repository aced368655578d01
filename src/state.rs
use crate::config::Config;
use axum::extract::FromRef;
use sqlx::SqlitePool;

#[derive(Clone)]
pub struct AppState {
    pub pool: SqlitePool,
    pub config: Config,
}

impl FromRef<AppState> for SqlitePool {
    fn from_ref(state: &AppState) -> Self {
        state.pool.clone()
    }
}

impl FromRef<AppState> for Config {
    fn from_ref(state: &AppState) -> Self {
        state.config.clone()
    }
}
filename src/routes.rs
// src/routes.rs

use axum::{
    Router,
    http::{HeaderValue, Method, header},
    routing::{get, post},
};
use tower_http::{cors::CorsLayer, trace::TraceLayer};

use crate::{
    handlers::{exam, progress},
    state::AppState,
};

/// Assembles the main application router.
///
/// * Exam routes: create, fetch, progress sync.
/// * Applies global middleware (Trace, CORS).
/// * Injects global state (Database Pool, Config).
pub fn create_router(state: AppState) -> Router {
    let origins = [
        HeaderValue::from_static("http://localhost:3000"),
        HeaderValue::from_static("http://127.0.0.1:3000"),
    ];

    let cors = CorsLayer::new()
        .allow_origin(origins)
        .allow_methods([Method::GET, Method::POST, Method::PUT])
        .allow_headers([header::CONTENT_TYPE]);

    let exam_routes = Router::new()
        .route("/", post(exam::create_exam))
        .route("/{identity}", get(exam::get_exam))
        .route(
            "/{identity}/progress",
            get(progress::get_progress).put(progress::put_progress),
        );

    Router::new()
        .nest("/api/exams", exam_routes)
        // Global Middleware (applied from outside in)
        .layer(TraceLayer::new_for_http())
        .layer(cors)
        .with_state(state)
}
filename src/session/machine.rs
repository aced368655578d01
// src/session/machine.rs

use std::{future::Future, sync::Arc, time::Duration};

use chrono::{DateTime, Utc};
use tokio::time::Instant;

use crate::{
    config::SessionSettings,
    error::SyncError,
    models::{
        answer::{AnswerMap, AnswerValue},
        question::{QuestionKind, QuestionSet},
        session::{RemoteSyncRecord, SessionIdentity, SessionStatus},
    },
    session::{
        checkpoint::{CHECKPOINT_VERSION, Checkpoint, KeyValueStore, LocalCheckpoint},
        sync::{RemoteSync, SyncTransport},
    },
    utils::time::{Clock, SystemClock},
};

/// What the state machine needs to know about an exam.
#[derive(Debug, Clone, PartialEq)]
pub struct ExamPlan {
    pub duration_seconds: u32,
    pub questions: Vec<PlannedQuestion>,
}

#[derive(Debug, Clone, PartialEq)]
pub struct PlannedQuestion {
    pub id: String,
    pub kind: QuestionKind,
}

impl ExamPlan {
    pub fn question_count(&self) -> usize {
        self.questions.len()
    }

    fn kind_of(&self, question_id: &str) -> Option<QuestionKind> {
        self.questions
            .iter()
            .find(|q| q.id == question_id)
            .map(|q| q.kind)
    }
}

impl From<&QuestionSet> for ExamPlan {
    fn from(set: &QuestionSet) -> Self {
        Self {
            duration_seconds: set.duration_seconds,
            questions: set
                .questions
                .iter()
                .map(|q| PlannedQuestion {
                    id: q.id.clone(),
                    kind: q.kind,
                })
                .collect(),
        }
    }
}

/// Restartable quiet-period timer for answer checkpoints.
#[derive(Debug)]
struct Debouncer {
    window: Duration,
    deadline: Option<Instant>,
}

impl Debouncer {
    fn new(window: Duration) -> Self {
        Self {
            window,
            deadline: None,
        }
    }

    fn schedule(&mut self, now: Instant) {
        self.deadline = Some(now + self.window);
    }

    fn cancel(&mut self) {
        self.deadline = None;
    }

    fn take_due(&mut self, now: Instant) -> bool {
        match self.deadline {
            Some(deadline) if deadline <= now => {
                self.deadline = None;
                true
            }
            _ => false,
        }
    }
}

/// Bounded remote send. Runs to completion or gives up with `Timeout`.
async fn send_within(
    remote: &RemoteSync,
    record: &RemoteSyncRecord,
    limit: Duration,
) -> Result<(), SyncError> {
    match tokio::time::timeout(limit, remote.send(record)).await {
        Ok(result) => result,
        Err(_) => {
            tracing::warn!("Sync gave up after {:?}", limit);
            Err(SyncError::Timeout)
        }
    }
}

/// Outcome of a periodic send, handed back via [`ExamSession::settle_sync`].
#[derive(Debug)]
pub struct SyncReport {
    generation: u64,
    result: Result<(), SyncError>,
}

/// The single authority over one exam attempt.
///
/// Every mutator checks its precondition and silently ignores the call when
/// it does not hold, so late timer ticks or stray UI events can never touch
/// a terminal attempt. Mutators report whether they applied.
pub struct ExamSession {
    identity: SessionIdentity,
    plan: ExamPlan,
    status: SessionStatus,
    time_left: u32,
    answers: AnswerMap,
    pointer: usize,
    session_start: Option<DateTime<Utc>>,
    recovering: bool,
    answers_dirty: bool,
    // Bumped on every answer change; a sync only clears `answers_dirty`
    // when nothing changed since its record was taken.
    generation: u64,
    debounce: Debouncer,
    checkpoint: LocalCheckpoint,
    remote: RemoteSync,
    clock: Arc<dyn Clock>,
    final_sync_timeout: Duration,
    request_timeout: Duration,
}
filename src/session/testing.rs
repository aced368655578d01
// src/session/testing.rs

use std::{
    sync::{
        Arc, Mutex,
        atomic::{AtomicBool, AtomicUsize, Ordering},
    },
    time::Duration,
};

use async_trait::async_trait;

use crate::{
    config::SessionSettings,
    error::SyncError,
    models::{
        question::QuestionKind,
        session::{RemoteSyncRecord, SessionIdentity},
    },
    session::{
        checkpoint::MemoryStore,
        machine::{ExamPlan, ExamSession, PlannedQuestion},
        sync::SyncTransport,
    },
};

/// Transport that records what it was given.
#[derive(Default)]
pub struct FakeTransport {
    pushed: Mutex<Vec<RemoteSyncRecord>>,
    attempts: AtomicUsize,
    failing: AtomicBool,
    delay: Mutex<Option<Duration>>,
}

impl FakeTransport {
    pub fn new() -> Self {
        Self::default()
    }

    pub fn set_failing(&self, failing: bool) {
        self.failing.store(failing, Ordering::SeqCst);
    }

    pub fn set_delay(&self, delay: Duration) {
        *self.delay.lock().unwrap() = Some(delay);
    }

    pub fn attempts(&self) -> usize {
        self.attempts.load(Ordering::SeqCst)
    }

    pub fn pushed(&self) -> Vec<RemoteSyncRecord> {
        self.pushed.lock().unwrap().clone()
    }
}

#[async_trait]
impl SyncTransport for FakeTransport {
    async fn push(
        &self,
        _identity: &SessionIdentity,
        record: &RemoteSyncRecord,
    ) -> Result<(), SyncError> {
        self.attempts.fetch_add(1, Ordering::SeqCst);
        let delay = *self.delay.lock().unwrap();
        if let Some(delay) = delay {
            tokio::time::sleep(delay).await;
        }
        if self.failing.load(Ordering::SeqCst) {
            return Err(SyncError::Network("connection refused".to_string()));
        }
        self.pushed.lock().unwrap().push(record.clone());
        Ok(())
    }
}

/// `count` single-choice questions named `q1..=q{count}`.
pub fn plan(duration_seconds: u32, count: usize) -> ExamPlan {
    ExamPlan {
        duration_seconds,
        questions: (1..=count)
            .map(|i| PlannedQuestion {
                id: format!("q{}", i),
                kind: QuestionKind::SingleChoice,
            })
            .collect(),
    }
}

pub fn session(plan: ExamPlan) -> (ExamSession, Arc<MemoryStore>, Arc<FakeTransport>) {
    session_with(plan, Arc::new(FakeTransport::new()))
}

pub fn session_with(
    plan: ExamPlan,
    transport: Arc<FakeTransport>,
) -> (ExamSession, Arc<MemoryStore>, Arc<FakeTransport>) {
    let store = Arc::new(MemoryStore::new());
    let session = ExamSession::new(
        SessionIdentity::new("exam-under-test"),
        plan,
        store.clone(),
        transport.clone(),
        &SessionSettings::default(),
    );
    (session, store, transport)
}

/// A session over an existing store, as after a reload.
pub fn session_on(plan: ExamPlan, store: Arc<MemoryStore>) -> (ExamSession, Arc<FakeTransport>) {
    let transport = Arc::new(FakeTransport::new());
    let session = ExamSession::new(
        SessionIdentity::new("exam-under-test"),
        plan,
        store,
        transport.clone(),
        &SessionSettings::default(),
    );
    (session, transport)
}
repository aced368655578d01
// tests/common/mod.rs

use exam_session::{
    config::{Config, SessionSettings},
    routes,
    state::AppState,
};
use sqlx::sqlite::{SqliteConnectOptions, SqlitePoolOptions};
use std::str::FromStr;

/// Spawns the app on a random port backed by an in-memory database.
/// Returns the base URL (e.g., "http://127.0.0.1:12345").
pub async fn spawn_app() -> String {
    let database_url = "sqlite::memory:".to_string();

    // 1. One connection that never expires: the in-memory database lives
    //    and dies with it.
    let options = SqliteConnectOptions::from_str(&database_url)
        .expect("valid sqlite url")
        .foreign_keys(true);
    let pool = SqlitePoolOptions::new()
        .max_connections(1)
        .idle_timeout(None)
        .max_lifetime(None)
        .connect_with(options)
        .await
        .expect("Failed to open in-memory sqlite for testing");

    // 2. Run migrations
    sqlx::migrate!("./migrations")
        .run(&pool)
        .await
        .expect("Failed to migrate database");

    // 3. Create test configuration and state
    let config = Config {
        database_url,
        rust_log: "error".to_string(),
        bind_addr: "127.0.0.1:0".to_string(),
        session: SessionSettings::default(),
    };

    let state = AppState { pool, config };

    // 4. Create the router with the app state
    let app = routes::create_router(state);

    // 5. Bind to port 0 to get a random available port
    let listener = tokio::net::TcpListener::bind("127.0.0.1:0")
        .await
        .expect("Failed to bind random port");

    let port = listener.local_addr().unwrap().port();
    let address = format!("http://127.0.0.1:{}", port);

    // 6. Spawn the server in the background
    tokio::spawn(async move {
        axum::serve(listener, app).await.unwrap();
    });

    address
}

/// Unique exam identity so tests never share rows.
pub fn unique_identity(prefix: &str) -> String {
    format!("{}-{}", prefix, &uuid::Uuid::new_v4().to_string()[..8])
}

/// Exam with three single-choice questions q1..q3.
pub fn exam_payload(identity: &str, duration_minutes: i64) -> serde_json::Value {
    serde_json::json!({
        "identity": identity,
        "title": "Ancient Architecture Basics",
        "duration_minutes": duration_minutes,
        "questions": [
            {"id": "q1", "kind": "single_choice", "prompt": "Which dynasty?", "choices": ["Ming", "Qing"]},
            {"id": "q2", "kind": "single_choice", "prompt": "Which roof?", "choices": ["Hip", "Gable"]},
            {"id": "q3", "kind": "single_choice", "prompt": "Which wood?", "choices": ["Fir", "Pine"]}
        ]
    })
}

pub async fn create_exam(client: &reqwest::Client, address: &str, payload: &serde_json::Value) {
    let response = client
        .post(format!("{}/api/exams", address))
        .json(payload)
        .send()
        .await
        .expect("Failed to execute request");
    assert_eq!(response.status().as_u16(), 201);
}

******

● WORK ORDER
How many lines of the entries hold the word "struct"? Respond with the number alone.

● ANSWER AREA
7